Problem requirements
Your response should contain each line of the data that includes "DatabaseTimeout".

Data for analysis
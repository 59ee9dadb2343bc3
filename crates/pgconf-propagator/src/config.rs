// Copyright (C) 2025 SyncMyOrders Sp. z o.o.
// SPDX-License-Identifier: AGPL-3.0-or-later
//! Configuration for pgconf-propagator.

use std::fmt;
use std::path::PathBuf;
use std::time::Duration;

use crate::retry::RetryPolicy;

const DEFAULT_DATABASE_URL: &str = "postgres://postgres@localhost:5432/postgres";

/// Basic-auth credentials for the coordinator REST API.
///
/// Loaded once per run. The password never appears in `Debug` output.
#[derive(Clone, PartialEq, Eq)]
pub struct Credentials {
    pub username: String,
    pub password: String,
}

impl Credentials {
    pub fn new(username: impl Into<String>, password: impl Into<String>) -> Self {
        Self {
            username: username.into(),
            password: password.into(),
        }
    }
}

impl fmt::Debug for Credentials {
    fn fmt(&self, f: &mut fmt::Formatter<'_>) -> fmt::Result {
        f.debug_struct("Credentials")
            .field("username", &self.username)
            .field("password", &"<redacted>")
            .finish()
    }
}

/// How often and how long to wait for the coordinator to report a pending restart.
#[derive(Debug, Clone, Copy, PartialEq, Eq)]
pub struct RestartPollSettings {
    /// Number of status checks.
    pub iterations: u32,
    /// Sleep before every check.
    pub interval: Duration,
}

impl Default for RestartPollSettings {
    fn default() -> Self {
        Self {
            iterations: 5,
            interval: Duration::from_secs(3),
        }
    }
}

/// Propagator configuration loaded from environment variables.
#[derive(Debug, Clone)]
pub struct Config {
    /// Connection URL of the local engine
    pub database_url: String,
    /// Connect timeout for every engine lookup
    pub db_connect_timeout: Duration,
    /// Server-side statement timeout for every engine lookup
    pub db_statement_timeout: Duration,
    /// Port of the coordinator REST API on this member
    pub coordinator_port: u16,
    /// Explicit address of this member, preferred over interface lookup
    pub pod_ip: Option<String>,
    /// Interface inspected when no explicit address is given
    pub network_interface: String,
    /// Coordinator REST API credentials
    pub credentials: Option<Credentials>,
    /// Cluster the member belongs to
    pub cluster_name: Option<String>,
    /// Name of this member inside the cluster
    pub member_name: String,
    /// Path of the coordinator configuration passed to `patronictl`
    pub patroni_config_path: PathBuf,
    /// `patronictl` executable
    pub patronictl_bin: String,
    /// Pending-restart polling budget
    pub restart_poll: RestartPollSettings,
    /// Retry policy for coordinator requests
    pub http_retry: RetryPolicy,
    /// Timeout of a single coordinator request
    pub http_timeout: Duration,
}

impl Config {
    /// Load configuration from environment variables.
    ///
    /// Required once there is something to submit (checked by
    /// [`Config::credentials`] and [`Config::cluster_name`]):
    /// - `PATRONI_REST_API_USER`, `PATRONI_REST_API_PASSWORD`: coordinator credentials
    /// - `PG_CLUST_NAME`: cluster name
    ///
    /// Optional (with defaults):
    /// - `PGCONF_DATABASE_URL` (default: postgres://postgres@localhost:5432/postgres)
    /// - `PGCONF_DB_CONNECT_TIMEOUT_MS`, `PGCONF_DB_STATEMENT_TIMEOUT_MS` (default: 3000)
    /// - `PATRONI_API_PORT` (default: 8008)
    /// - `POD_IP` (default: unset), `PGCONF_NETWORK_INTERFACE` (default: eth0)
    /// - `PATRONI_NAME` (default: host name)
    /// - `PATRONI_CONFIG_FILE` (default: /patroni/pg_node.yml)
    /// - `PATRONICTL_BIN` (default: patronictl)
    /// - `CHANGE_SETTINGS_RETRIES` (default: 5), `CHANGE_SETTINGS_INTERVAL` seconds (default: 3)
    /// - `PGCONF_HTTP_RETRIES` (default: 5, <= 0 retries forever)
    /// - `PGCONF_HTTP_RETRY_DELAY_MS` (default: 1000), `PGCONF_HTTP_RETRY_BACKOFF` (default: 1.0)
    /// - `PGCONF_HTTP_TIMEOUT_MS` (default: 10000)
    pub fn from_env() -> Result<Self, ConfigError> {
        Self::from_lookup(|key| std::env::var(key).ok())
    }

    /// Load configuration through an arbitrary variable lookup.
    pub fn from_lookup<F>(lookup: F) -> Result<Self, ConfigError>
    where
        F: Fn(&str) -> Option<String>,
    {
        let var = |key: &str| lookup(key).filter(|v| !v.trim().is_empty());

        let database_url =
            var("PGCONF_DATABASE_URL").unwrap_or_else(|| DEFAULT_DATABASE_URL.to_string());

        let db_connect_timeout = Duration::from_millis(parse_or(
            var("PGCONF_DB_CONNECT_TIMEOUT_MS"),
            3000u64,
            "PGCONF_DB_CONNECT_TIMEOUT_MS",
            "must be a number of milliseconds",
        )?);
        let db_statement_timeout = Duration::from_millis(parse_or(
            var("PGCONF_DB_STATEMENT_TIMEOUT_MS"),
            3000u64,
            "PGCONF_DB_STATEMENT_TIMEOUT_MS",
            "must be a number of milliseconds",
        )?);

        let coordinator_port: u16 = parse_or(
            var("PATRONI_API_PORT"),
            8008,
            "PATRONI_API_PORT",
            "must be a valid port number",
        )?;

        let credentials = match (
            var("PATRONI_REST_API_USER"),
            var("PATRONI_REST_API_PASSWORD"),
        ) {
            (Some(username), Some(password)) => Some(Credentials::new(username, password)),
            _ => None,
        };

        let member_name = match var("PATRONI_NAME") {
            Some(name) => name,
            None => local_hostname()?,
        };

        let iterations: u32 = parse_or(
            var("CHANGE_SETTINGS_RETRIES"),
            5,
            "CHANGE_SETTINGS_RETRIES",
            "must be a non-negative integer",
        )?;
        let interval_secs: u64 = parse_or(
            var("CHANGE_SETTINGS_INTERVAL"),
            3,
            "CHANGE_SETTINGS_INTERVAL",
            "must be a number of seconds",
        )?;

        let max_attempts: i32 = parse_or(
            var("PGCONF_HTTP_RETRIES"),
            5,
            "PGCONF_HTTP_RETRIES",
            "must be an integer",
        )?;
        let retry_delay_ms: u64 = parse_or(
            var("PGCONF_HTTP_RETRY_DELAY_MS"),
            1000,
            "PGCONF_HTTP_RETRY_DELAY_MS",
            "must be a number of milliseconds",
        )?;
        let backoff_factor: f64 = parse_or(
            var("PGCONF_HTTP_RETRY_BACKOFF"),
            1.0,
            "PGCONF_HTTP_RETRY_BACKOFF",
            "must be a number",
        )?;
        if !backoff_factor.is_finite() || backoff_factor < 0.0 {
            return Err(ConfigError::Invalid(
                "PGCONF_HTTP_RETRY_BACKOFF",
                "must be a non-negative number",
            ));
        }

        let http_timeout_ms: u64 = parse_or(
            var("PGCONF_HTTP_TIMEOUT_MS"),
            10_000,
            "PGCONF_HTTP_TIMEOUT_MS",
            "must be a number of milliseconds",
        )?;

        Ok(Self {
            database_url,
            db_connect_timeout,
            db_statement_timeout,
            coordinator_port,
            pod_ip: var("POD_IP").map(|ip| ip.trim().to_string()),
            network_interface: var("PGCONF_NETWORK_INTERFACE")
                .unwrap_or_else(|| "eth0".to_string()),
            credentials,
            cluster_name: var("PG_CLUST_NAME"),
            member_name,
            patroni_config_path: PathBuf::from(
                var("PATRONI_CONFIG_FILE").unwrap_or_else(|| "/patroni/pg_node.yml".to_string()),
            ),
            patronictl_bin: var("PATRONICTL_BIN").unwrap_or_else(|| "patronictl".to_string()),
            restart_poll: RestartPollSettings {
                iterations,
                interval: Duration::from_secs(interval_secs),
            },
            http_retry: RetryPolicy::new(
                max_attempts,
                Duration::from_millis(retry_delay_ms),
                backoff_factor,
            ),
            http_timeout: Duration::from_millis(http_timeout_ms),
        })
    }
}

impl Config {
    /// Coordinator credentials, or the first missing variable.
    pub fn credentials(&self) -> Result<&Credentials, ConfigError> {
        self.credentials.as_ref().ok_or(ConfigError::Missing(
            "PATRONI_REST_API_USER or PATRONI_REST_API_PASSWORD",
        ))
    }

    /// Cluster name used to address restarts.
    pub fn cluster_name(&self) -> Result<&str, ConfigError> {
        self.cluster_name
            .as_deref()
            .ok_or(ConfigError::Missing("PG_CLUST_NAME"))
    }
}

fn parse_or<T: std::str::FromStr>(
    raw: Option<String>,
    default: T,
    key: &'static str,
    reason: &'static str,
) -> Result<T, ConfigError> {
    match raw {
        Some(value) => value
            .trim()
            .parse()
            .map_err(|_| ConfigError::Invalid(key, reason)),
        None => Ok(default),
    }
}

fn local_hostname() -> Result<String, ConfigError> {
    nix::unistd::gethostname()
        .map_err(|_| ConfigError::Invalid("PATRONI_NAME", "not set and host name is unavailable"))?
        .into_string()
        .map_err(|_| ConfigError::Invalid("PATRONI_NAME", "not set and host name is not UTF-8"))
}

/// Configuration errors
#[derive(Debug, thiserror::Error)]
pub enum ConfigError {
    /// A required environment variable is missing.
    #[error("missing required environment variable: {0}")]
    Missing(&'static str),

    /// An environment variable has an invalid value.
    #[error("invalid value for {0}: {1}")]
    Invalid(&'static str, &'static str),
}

* * *

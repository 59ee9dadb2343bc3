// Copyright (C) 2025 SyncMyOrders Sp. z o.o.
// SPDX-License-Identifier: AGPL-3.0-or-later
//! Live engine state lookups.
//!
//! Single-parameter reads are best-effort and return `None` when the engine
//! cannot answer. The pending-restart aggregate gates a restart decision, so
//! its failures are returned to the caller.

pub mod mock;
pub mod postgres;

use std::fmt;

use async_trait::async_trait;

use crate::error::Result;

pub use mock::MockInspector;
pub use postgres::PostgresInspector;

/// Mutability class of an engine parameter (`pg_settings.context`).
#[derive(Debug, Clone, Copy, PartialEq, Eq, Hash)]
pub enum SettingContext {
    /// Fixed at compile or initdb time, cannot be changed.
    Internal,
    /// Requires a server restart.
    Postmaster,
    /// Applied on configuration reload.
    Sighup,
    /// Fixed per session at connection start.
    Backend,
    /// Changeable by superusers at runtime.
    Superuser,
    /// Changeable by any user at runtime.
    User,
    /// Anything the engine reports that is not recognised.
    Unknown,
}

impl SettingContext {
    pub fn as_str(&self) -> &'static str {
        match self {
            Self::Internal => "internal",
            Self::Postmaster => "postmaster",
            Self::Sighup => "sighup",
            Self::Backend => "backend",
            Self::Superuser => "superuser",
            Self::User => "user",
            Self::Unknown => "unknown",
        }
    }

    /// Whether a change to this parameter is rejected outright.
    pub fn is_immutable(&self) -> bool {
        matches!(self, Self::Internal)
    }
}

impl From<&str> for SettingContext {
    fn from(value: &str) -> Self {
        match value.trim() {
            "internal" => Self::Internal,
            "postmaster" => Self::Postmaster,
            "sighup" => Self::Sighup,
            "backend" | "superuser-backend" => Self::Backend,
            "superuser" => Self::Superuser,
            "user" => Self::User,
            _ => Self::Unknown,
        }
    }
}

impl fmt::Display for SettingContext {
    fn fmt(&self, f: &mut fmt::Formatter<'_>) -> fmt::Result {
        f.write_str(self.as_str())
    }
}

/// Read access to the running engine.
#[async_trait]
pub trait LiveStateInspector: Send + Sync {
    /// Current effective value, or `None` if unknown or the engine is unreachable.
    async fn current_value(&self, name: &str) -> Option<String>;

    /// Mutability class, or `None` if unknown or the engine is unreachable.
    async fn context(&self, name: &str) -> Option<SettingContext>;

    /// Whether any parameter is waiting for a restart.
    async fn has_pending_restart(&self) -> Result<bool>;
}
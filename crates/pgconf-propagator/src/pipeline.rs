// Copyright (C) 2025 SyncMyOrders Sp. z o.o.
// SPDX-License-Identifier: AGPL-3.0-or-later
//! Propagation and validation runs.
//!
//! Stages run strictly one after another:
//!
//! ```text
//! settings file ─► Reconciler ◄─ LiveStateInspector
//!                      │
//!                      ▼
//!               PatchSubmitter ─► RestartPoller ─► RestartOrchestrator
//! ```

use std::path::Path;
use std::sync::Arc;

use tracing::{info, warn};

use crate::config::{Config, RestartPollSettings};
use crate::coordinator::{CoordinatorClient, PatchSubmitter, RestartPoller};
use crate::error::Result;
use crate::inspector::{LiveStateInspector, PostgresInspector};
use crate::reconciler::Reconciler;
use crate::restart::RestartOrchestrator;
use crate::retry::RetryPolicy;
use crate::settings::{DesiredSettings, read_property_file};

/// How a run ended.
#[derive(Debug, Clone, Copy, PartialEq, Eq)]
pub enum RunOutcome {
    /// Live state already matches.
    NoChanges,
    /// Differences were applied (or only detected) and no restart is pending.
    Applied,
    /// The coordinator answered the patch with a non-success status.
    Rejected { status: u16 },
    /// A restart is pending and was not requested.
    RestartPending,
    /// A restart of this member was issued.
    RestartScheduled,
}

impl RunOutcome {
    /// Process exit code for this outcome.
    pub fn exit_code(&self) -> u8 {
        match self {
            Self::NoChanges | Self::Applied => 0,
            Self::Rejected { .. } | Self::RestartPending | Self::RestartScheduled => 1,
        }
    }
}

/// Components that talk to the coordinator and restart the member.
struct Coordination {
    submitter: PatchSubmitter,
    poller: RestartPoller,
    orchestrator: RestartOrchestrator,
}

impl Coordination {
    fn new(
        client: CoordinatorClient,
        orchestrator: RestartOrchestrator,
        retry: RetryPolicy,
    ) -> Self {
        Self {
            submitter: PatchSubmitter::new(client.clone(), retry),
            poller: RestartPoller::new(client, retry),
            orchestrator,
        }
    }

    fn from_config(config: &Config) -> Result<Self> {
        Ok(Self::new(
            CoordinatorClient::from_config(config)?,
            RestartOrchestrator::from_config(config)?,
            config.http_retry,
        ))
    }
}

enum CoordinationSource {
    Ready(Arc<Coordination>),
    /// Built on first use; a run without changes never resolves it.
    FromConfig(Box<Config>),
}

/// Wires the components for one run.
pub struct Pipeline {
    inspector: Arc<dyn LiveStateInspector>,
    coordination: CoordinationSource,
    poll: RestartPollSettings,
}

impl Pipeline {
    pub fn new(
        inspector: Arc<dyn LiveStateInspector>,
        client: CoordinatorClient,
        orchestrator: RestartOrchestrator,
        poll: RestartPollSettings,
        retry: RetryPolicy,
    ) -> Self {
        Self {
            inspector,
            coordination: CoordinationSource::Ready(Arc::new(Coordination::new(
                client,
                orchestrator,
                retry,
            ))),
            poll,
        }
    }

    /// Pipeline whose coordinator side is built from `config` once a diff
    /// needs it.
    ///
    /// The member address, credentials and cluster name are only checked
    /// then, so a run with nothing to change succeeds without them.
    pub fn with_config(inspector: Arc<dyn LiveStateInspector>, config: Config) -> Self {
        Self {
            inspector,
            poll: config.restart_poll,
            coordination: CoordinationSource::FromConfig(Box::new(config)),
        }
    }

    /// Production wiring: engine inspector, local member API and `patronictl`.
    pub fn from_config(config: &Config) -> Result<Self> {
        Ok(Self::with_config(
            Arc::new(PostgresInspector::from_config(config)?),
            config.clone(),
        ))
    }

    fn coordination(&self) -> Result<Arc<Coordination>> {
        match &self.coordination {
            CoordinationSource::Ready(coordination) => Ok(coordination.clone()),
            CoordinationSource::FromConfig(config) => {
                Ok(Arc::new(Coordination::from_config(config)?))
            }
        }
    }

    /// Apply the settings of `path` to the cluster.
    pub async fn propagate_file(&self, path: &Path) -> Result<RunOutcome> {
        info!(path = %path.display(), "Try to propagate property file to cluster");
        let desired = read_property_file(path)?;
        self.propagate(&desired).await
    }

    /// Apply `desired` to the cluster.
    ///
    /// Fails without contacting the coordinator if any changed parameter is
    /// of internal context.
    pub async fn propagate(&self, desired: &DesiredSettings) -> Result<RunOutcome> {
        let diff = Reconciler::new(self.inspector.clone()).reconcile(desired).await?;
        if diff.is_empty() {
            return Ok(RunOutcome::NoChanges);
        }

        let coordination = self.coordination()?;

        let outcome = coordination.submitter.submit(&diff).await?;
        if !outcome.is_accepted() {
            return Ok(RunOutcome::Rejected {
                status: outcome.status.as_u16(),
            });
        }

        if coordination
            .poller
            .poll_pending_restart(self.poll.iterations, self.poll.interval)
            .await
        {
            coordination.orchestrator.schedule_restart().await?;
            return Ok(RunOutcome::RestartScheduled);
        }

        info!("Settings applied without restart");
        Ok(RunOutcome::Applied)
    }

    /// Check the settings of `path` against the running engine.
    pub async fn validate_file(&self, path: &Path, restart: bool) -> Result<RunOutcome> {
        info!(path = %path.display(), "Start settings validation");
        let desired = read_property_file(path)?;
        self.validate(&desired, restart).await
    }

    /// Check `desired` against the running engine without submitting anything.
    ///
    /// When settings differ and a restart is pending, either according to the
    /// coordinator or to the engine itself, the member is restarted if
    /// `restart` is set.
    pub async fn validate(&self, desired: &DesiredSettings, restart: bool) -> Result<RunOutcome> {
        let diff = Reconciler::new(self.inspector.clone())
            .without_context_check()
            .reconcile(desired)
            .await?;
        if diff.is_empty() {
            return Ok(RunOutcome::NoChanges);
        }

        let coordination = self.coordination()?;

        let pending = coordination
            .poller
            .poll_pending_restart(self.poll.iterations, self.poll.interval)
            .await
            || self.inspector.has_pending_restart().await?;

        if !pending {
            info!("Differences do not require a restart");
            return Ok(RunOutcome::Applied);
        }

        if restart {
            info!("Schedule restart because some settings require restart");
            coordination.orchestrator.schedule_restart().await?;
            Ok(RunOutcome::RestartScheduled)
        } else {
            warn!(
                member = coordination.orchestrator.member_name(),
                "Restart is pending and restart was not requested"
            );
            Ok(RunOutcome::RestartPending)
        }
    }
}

--

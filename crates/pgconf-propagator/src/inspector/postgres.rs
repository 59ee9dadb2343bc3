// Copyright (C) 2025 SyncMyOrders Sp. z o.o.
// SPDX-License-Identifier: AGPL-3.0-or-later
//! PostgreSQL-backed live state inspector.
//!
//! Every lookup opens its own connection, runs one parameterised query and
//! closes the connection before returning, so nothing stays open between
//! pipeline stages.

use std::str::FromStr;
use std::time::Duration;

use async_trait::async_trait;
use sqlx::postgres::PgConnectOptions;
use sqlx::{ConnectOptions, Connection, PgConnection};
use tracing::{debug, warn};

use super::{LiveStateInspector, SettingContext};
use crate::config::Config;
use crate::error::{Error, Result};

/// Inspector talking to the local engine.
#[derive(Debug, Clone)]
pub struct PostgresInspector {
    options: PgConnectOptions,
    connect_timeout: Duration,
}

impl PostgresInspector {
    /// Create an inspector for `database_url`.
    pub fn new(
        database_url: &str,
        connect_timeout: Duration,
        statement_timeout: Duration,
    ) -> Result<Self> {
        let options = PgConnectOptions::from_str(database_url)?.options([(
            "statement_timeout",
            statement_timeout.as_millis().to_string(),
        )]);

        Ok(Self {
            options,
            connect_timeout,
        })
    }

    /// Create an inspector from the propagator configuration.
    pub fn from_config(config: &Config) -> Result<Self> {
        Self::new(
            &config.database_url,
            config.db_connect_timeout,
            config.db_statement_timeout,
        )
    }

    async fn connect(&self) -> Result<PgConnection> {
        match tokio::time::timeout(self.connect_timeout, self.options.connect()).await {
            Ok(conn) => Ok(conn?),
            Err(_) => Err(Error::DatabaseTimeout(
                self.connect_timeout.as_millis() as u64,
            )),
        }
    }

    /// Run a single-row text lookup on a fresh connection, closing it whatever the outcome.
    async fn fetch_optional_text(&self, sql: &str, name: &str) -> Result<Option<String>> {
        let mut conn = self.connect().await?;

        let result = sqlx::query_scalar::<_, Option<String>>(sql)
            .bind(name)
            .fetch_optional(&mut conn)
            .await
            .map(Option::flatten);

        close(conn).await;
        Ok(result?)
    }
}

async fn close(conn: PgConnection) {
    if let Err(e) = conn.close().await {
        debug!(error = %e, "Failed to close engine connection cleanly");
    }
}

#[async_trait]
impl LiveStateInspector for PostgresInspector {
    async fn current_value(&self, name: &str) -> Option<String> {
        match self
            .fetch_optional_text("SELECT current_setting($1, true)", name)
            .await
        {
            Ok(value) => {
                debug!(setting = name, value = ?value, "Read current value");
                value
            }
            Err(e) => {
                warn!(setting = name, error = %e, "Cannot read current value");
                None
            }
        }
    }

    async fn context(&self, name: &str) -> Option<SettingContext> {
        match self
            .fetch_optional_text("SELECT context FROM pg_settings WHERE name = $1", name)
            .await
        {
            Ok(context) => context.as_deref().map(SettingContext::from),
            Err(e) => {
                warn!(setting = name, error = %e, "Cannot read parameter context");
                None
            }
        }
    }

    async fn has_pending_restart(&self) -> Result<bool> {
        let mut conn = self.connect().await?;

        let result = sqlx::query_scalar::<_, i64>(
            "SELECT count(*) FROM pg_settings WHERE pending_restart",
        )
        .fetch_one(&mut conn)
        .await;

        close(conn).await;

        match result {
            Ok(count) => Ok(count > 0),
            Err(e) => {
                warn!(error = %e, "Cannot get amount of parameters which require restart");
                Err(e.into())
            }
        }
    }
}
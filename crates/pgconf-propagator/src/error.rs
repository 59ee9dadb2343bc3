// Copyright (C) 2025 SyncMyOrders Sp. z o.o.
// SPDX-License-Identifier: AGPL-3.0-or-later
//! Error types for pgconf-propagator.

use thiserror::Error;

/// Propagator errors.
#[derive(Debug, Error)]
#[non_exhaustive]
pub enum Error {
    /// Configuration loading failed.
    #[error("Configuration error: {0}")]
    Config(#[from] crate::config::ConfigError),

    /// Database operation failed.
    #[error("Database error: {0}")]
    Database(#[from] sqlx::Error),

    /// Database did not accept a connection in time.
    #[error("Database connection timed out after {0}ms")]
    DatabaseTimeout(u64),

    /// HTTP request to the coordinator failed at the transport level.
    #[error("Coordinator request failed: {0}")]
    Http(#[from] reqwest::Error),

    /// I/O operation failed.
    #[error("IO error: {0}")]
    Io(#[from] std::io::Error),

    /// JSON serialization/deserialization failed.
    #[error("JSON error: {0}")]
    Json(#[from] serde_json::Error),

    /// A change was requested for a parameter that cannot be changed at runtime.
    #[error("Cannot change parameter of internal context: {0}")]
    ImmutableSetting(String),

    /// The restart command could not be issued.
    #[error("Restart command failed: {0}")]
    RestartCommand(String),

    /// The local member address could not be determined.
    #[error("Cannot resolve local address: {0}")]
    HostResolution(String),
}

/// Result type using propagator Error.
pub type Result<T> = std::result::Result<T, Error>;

Written response
            Err(_) => Err(Error::DatabaseTimeout(
    DatabaseTimeout(u64),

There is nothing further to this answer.